Wednesday, April 2, 2008

Rocky... road?

I thoroughly enjoy long boarding down Provo canyon. It is so choice. The canyon has a slight decline down the entire trail so as to pave the way for a perfect long boarding ride in which you never have to push, and yet never get going so fast that you feel the need to stop. Really, it is perfect. Because I enjoy it so much, it is my desire for all of my friends to partake.
One night this summer, I convinced my best friend Brian to come along for a ride. He had never ridden a long board, and to put it frankly, is kind of a wuss. I have the magical ability of convincing him to do things of which he has absolutely no desire to do. That’s what friends are for. I couldn’t convince him to ride his own board, but led him to believe that going tandem on my board would be better and safer. A marvelous idea indeed.
We drove up the canyon. He sat nervously in the driver’s seat, biting his fingernails and sweating profusely. It was about 11 pm, and 65 degrees. I didn’t understand the sweating.
We pulled into the parking lot to begin our trek down the canyon. Brian nervously crouched at the front of my board. He closed his eyes, and we were ready to go.
And away we went.
After about 5 minutes down the canyon road, once we were at a point that we could no longer return to the car, I realized something.
We did not have a flash light.
Or cell phones.
Could this be a recipe for disaster? Absolutely. Was Brian angry with me? You bet. Did we keep going anyway? Naturally.
We continued on our journey. Every so often Brian would wuss out and start to put his feet down, but was quickly reprimanded by yours truly. No need to suck the fun out of the ride. Often the phrase “I’m sorry, I didn’t know you were female” escaped my lips.
He put his feet down again. I became frustrated with him and told him to never under any circumstance put his feet down again. I told him to let me take care of the controls. Speed and what not.
We came to a steeper area. Brian started screaming like a little girl. I could not see a dad gum thing. I also could not think clearly over his female ear busting screeching.
And then it was too late.
I quickly became aware of a dark 3 foot long 4 inch wide slithering lump in the road. It was just long enough to take up basically the whole trail. How considerate. In my mind I saw that I had two choices, 1. Bail and knock Brian off with me. Or 2. Sally up and ride over that chump like the worthless waste of space it was.
I chose the latter.
We made it safely over our obstacle. I was beaming. Ah, success. Brian turned to look at me, face pale, freckles a glow.
“What was that Bri?”
No answer.
He put his feet down again. This time unrelentingly. We came to a full stop.
And he started walking upwards on the trail. We found the hideous creature which we had managed to mangle. It had two perfect dents in its body that sandwiched it to the canyon floor. Brian reached out compassionately for it. The beast struck at his hand.
But this was only a small obstacle on our journey, and we sallied back up on our board and mushed onward down the windy canyon road.
I am led to believe that for at least a moment, Brian was enjoying the ride.

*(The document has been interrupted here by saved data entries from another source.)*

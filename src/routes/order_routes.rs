use axum::{
    extract::{Path, Query, State},
    routing::{get, post, put},
    Json, Router,
};
use uuid::Uuid;
use validator::Validate;

use crate::dto::order_dto::{
    AdminNoteRequest, BulkStatusRequest, CancelOrderRequest, CreateOrderRequest,
    InitiatePaymentRequest, OrderListQuery, PaymentInitiationResponse, PriorityRequest,
    RefundRequestBody, TagsRequest, UpdateStatusRequest,
};
use crate::dto::{ApiResponse, PagedResponse};
use crate::models::auth::Actor;
use crate::models::order::{AdminNote, Order};
use crate::models::vehicle::Pagination;
use crate::state::AppState;
use crate::utils::errors::AppError;

pub fn create_order_router() -> Router<AppState> {
    Router::new()
        .route("/", get(list_orders).post(create_order))
        .route("/bulk-status", post(bulk_update_status))
        .route("/:id", get(get_order))
        .route("/:id/status", put(update_status))
        .route("/:id/cancel", post(cancel_order))
        .route("/:id/refund-request", post(request_refund))
        .route("/:id/notes", get(list_notes).post(add_note))
        .route("/:id/priority", put(set_priority))
        .route("/:id/tags", put(set_tags))
        .route("/:id/payments", post(initiate_payment))
}

async fn create_order(
    State(state): State<AppState>,
    actor: Actor,
    Json(request): Json<CreateOrderRequest>,
) -> Result<Json<ApiResponse<Order>>, AppError> {
    let order = state.orders.create_order(request, &actor).await?;
    let message = format!("Order {} created", order.request_number);
    Ok(Json(ApiResponse::success_with_message(order, message)))
}

async fn list_orders(
    State(state): State<AppState>,
    actor: Actor,
    Query(query): Query<OrderListQuery>,
) -> Result<Json<ApiResponse<PagedResponse<Order>>>, AppError> {
    let pagination = Pagination::new(query.page, query.limit);
    let (orders, total) = state
        .orders
        .list_orders(&actor, query.status, query.user_id, pagination)
        .await?;
    Ok(Json(ApiResponse::success(PagedResponse::new(orders, total, pagination))))
}

async fn get_order(
    State(state): State<AppState>,
    actor: Actor,
    Path(id): Path<Uuid>,
) -> Result<Json<ApiResponse<Order>>, AppError> {
    let order = state.orders.get_order(id, &actor).await?;
    Ok(Json(ApiResponse::success(order)))
}

async fn update_status(
    State(state): State<AppState>,
    actor: Actor,
    Path(id): Path<Uuid>,
    Json(request): Json<UpdateStatusRequest>,
) -> Result<Json<ApiResponse<Order>>, AppError> {
    let order = state.orders.update_status(id, request.status, &actor).await?;
    Ok(Json(ApiResponse::success(order)))
}

async fn cancel_order(
    State(state): State<AppState>,
    actor: Actor,
    Path(id): Path<Uuid>,
    Json(request): Json<CancelOrderRequest>,
) -> Result<Json<ApiResponse<Order>>, AppError> {
    request.validate()?;
    let order = state.orders.cancel_order(id, &request.reason, &actor).await?;
    Ok(Json(ApiResponse::success(order)))
}

async fn request_refund(
    State(state): State<AppState>,
    actor: Actor,
    Path(id): Path<Uuid>,
    Json(request): Json<RefundRequestBody>,
) -> Result<Json<ApiResponse<Order>>, AppError> {
    request.validate()?;
    let order = state.orders.request_refund(id, &request.reason, &actor).await?;
    Ok(Json(ApiResponse::success(order)))
}

async fn bulk_update_status(
    State(state): State<AppState>,
    actor: Actor,
    Json(request): Json<BulkStatusRequest>,
) -> Result<Json<ApiResponse<Vec<Order>>>, AppError> {
    request.validate()?;
    let orders = state
        .orders
        .bulk_update_status(&request.order_ids, request.status, &actor)
        .await?;
    let message = format!("{} order(s) updated", orders.len());
    Ok(Json(ApiResponse::success_with_message(orders, message)))
}

async fn list_notes(
    State(state): State<AppState>,
    actor: Actor,
    Path(id): Path<Uuid>,
) -> Result<Json<ApiResponse<Vec<AdminNote>>>, AppError> {
    let notes = state.orders.list_admin_notes(id, &actor).await?;
    Ok(Json(ApiResponse::success(notes)))
}

async fn add_note(
    State(state): State<AppState>,
    actor: Actor,
    Path(id): Path<Uuid>,
    Json(request): Json<AdminNoteRequest>,
) -> Result<Json<ApiResponse<AdminNote>>, AppError> {
    request.validate()?;
    let note = state
        .orders
        .add_admin_note(id, &request.body, request.is_internal, &actor)
        .await?;
    Ok(Json(ApiResponse::success(note)))
}

async fn set_priority(
    State(state): State<AppState>,
    actor: Actor,
    Path(id): Path<Uuid>,
    Json(request): Json<PriorityRequest>,
) -> Result<Json<ApiResponse<Order>>, AppError> {
    let order = state.orders.set_priority(id, request.priority, &actor).await?;
    Ok(Json(ApiResponse::success(order)))
}

async fn set_tags(
    State(state): State<AppState>,
    actor: Actor,
    Path(id): Path<Uuid>,
    Json(request): Json<TagsRequest>,
) -> Result<Json<ApiResponse<Order>>, AppError> {
    request.validate()?;
    let order = state.orders.set_tags(id, &request.tags, &actor).await?;
    Ok(Json(ApiResponse::success(order)))
}

async fn initiate_payment(
    State(state): State<AppState>,
    actor: Actor,
    Path(id): Path<Uuid>,
    Json(request): Json<InitiatePaymentRequest>,
) -> Result<Json<ApiResponse<PaymentInitiationResponse>>, AppError> {
    let initiation = state
        .payments
        .initiate(id, request.payment_type, &actor)
        .await?;
    Ok(Json(ApiResponse::success(PaymentInitiationResponse {
        payment: initiation.payment,
        checkout_url: initiation.checkout_url,
    })))
}
//! Gestión administrativa del inventario
//!
//! Alta manual, cambios de precio, edición y borrado lógico de vehículos.

use std::sync::Arc;

use chrono::Utc;
use serde_json::json;
use tracing::{info, warn};
use uuid::Uuid;
use validator::Validate;

use crate::cache::{CacheKeys, CacheOperations};
use crate::dto::vehicle_dto::{CreateVehicleRequest, UpdateVehiclePriceRequest, UpdateVehicleRequest};
use crate::models::activity::{ActivityKind, ActivityRecord};
use crate::models::auth::Actor;
use crate::models::vehicle::{
    ApiSyncStatus, NewVehicle, PriceHistoryEntry, Vehicle, VehicleSource, VehicleStatus, VehicleUpdate,
};
use crate::repositories::{ActivityLog, VehicleStore};
use crate::utils::errors::{invalid_argument, not_found_error, AppResult};
use crate::utils::money::{differs, round_money};
use crate::utils::vin::parse_vin;

const MANUAL_PRICE_REASON: &str = "manual_update";
const MAX_ACTIVITY_LIMIT: i64 = 200;

fn non_blank(value: Option<String>) -> Option<String> {
    value
        .map(|v| v.trim().to_string())
        .filter(|v| !v.is_empty())
}

pub struct InventoryService {
    store: Arc<dyn VehicleStore>,
    activity: Arc<dyn ActivityLog>,
    cache: Arc<dyn CacheOperations>,
    keys: CacheKeys,
}

impl InventoryService {
    pub fn new(
        store: Arc<dyn VehicleStore>,
        activity: Arc<dyn ActivityLog>,
        cache: Arc<dyn CacheOperations>,
        keys: CacheKeys,
    ) -> Self {
        Self {
            store,
            activity,
            cache,
            keys,
        }
    }

    /// Crear un vehículo de origen MANUAL. `Conflict` si el VIN ya existe.
    pub async fn create_vehicle(&self, request: CreateVehicleRequest, actor: &Actor) -> AppResult<Vehicle> {
        actor.require_admin("create vehicles")?;
        request.validate()?;

        let vin = parse_vin(&request.vin)
            .ok_or_else(|| invalid_argument(format!("'{}' is not a valid VIN", request.vin)))?;

        let new_vehicle = NewVehicle {
            vin,
            make: request.make.trim().to_string(),
            model: request.model.trim().to_string(),
            year: request.year,
            trim: non_blank(request.trim),
            price_usd: round_money(request.price_usd),
            mileage: request.mileage,
            body_type: non_blank(request.body_type),
            fuel_type: non_blank(request.fuel_type),
            transmission: non_blank(request.transmission),
            exterior_color: non_blank(request.exterior_color),
            region: non_blank(request.region),
            status: VehicleStatus::Available,
            featured: request.featured,
            source: VehicleSource::Manual,
            api_sync_status: ApiSyncStatus::Synced,
            last_api_sync: None,
            external_listing_id: None,
            photos: request.photos,
            specifications: request.specifications,
        };

        let vehicle = self.store.insert(new_vehicle).await?;
        info!("✅ Vehículo manual creado: {} (VIN {})", vehicle.slug, vehicle.vin);

        self.log_activity(
            ActivityRecord::new(
                ActivityKind::VehicleCreated,
                vehicle.persisted_id(),
                &vehicle.vin,
                "Vehicle created manually",
            )
            .with_actor(actor.id)
            .with_metadata(json!({ "price_usd": vehicle.price_usd })),
        )
        .await;
        self.invalidate(&vehicle.vin).await;
        Ok(vehicle)
    }

    /// Cambio manual de precio; agrega una entrada MANUAL al historial
    pub async fn update_price(
        &self,
        id: Uuid,
        request: UpdateVehiclePriceRequest,
        actor: &Actor,
    ) -> AppResult<Vehicle> {
        actor.require_admin("update vehicle prices")?;
        request.validate()?;

        let vehicle = self.find_live(id).await?;
        let new_price = round_money(request.price_usd);
        if !differs(new_price, vehicle.price_usd) {
            return Ok(vehicle);
        }

        let reason = non_blank(request.reason).unwrap_or_else(|| MANUAL_PRICE_REASON.to_string());
        let entry = PriceHistoryEntry::new(vehicle.price_usd, new_price, reason, VehicleSource::Manual, Utc::now());
        let metadata = json!({
            "old_price": vehicle.price_usd,
            "new_price": new_price,
            "change_amount": entry.change_amount,
            "change_percent": entry.change_percent,
        });

        let updated = self.store.record_price_change(id, entry, None).await?;
        info!("💰 Precio manual para VIN {}: {} → {}", updated.vin, vehicle.price_usd, new_price);

        self.log_activity(
            ActivityRecord::new(
                ActivityKind::PriceChanged,
                Some(id),
                &updated.vin,
                format!("Price changed manually from {} to {}", vehicle.price_usd, new_price),
            )
            .with_actor(actor.id)
            .with_metadata(metadata),
        )
        .await;
        self.invalidate(&updated.vin).await;
        Ok(updated)
    }

    pub async fn update_vehicle(&self, id: Uuid, request: UpdateVehicleRequest, actor: &Actor) -> AppResult<Vehicle> {
        actor.require_admin("update vehicles")?;
        request.validate()?;
        self.find_live(id).await?;

        let update = VehicleUpdate {
            mileage: request.mileage,
            status: request.status,
            featured: request.featured,
            body_type: non_blank(request.body_type),
            region: non_blank(request.region),
            photos: request.photos,
            specifications: request.specifications,
            ..Default::default()
        };
        let vehicle = self.store.update(id, update).await?;
        self.invalidate(&vehicle.vin).await;
        Ok(vehicle)
    }

    /// Borrado lógico; el VIN sigue reservado
    pub async fn delete_vehicle(&self, id: Uuid, actor: &Actor) -> AppResult<()> {
        actor.require_admin("delete vehicles")?;
        let vehicle = self.find_live(id).await?;

        if !self.store.soft_delete(id, Utc::now()).await? {
            return Err(not_found_error("Vehicle", &id.to_string()));
        }
        info!("🗑️ Vehículo {} (VIN {}) eliminado", id, vehicle.vin);

        self.log_activity(
            ActivityRecord::new(ActivityKind::VehicleDeleted, Some(id), &vehicle.vin, "Vehicle deleted")
                .with_actor(actor.id),
        )
        .await;
        self.invalidate(&vehicle.vin).await;
        Ok(())
    }

    pub async fn recent_activity(
        &self,
        vehicle_id: Option<Uuid>,
        limit: Option<i64>,
        actor: &Actor,
    ) -> AppResult<Vec<ActivityRecord>> {
        actor.require_admin("read inventory activity")?;
        let limit = limit.unwrap_or(50).clamp(1, MAX_ACTIVITY_LIMIT);
        self.activity.recent(vehicle_id, limit).await
    }

    async fn find_live(&self, id: Uuid) -> AppResult<Vehicle> {
        self.store
            .find_by_id(id)
            .await?
            .ok_or_else(|| not_found_error("Vehicle", &id.to_string()))
    }

    async fn invalidate(&self, vin: &str) {
        self.cache.delete(&self.keys.vehicle_by_vin(vin)).await;
    }

    async fn log_activity(&self, record: ActivityRecord) {
        if let Err(e) = self.activity.record(record).await {
            warn!("⚠️ No se pudo registrar actividad: {}", e);
        }
    }
}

The sweet smells of summer, the moonlight, the wind on his face. Everything was going perfectly.
Suddenly we lost control. We were speed wobbling like it was 1999. We were going a little too fast so that we couldn’t bail. I was trying to think quickly, but to no avail. Before I could even really think, our front right wheel went flying off into oblivion.. as did Brian.
He will never go long boarding with me again.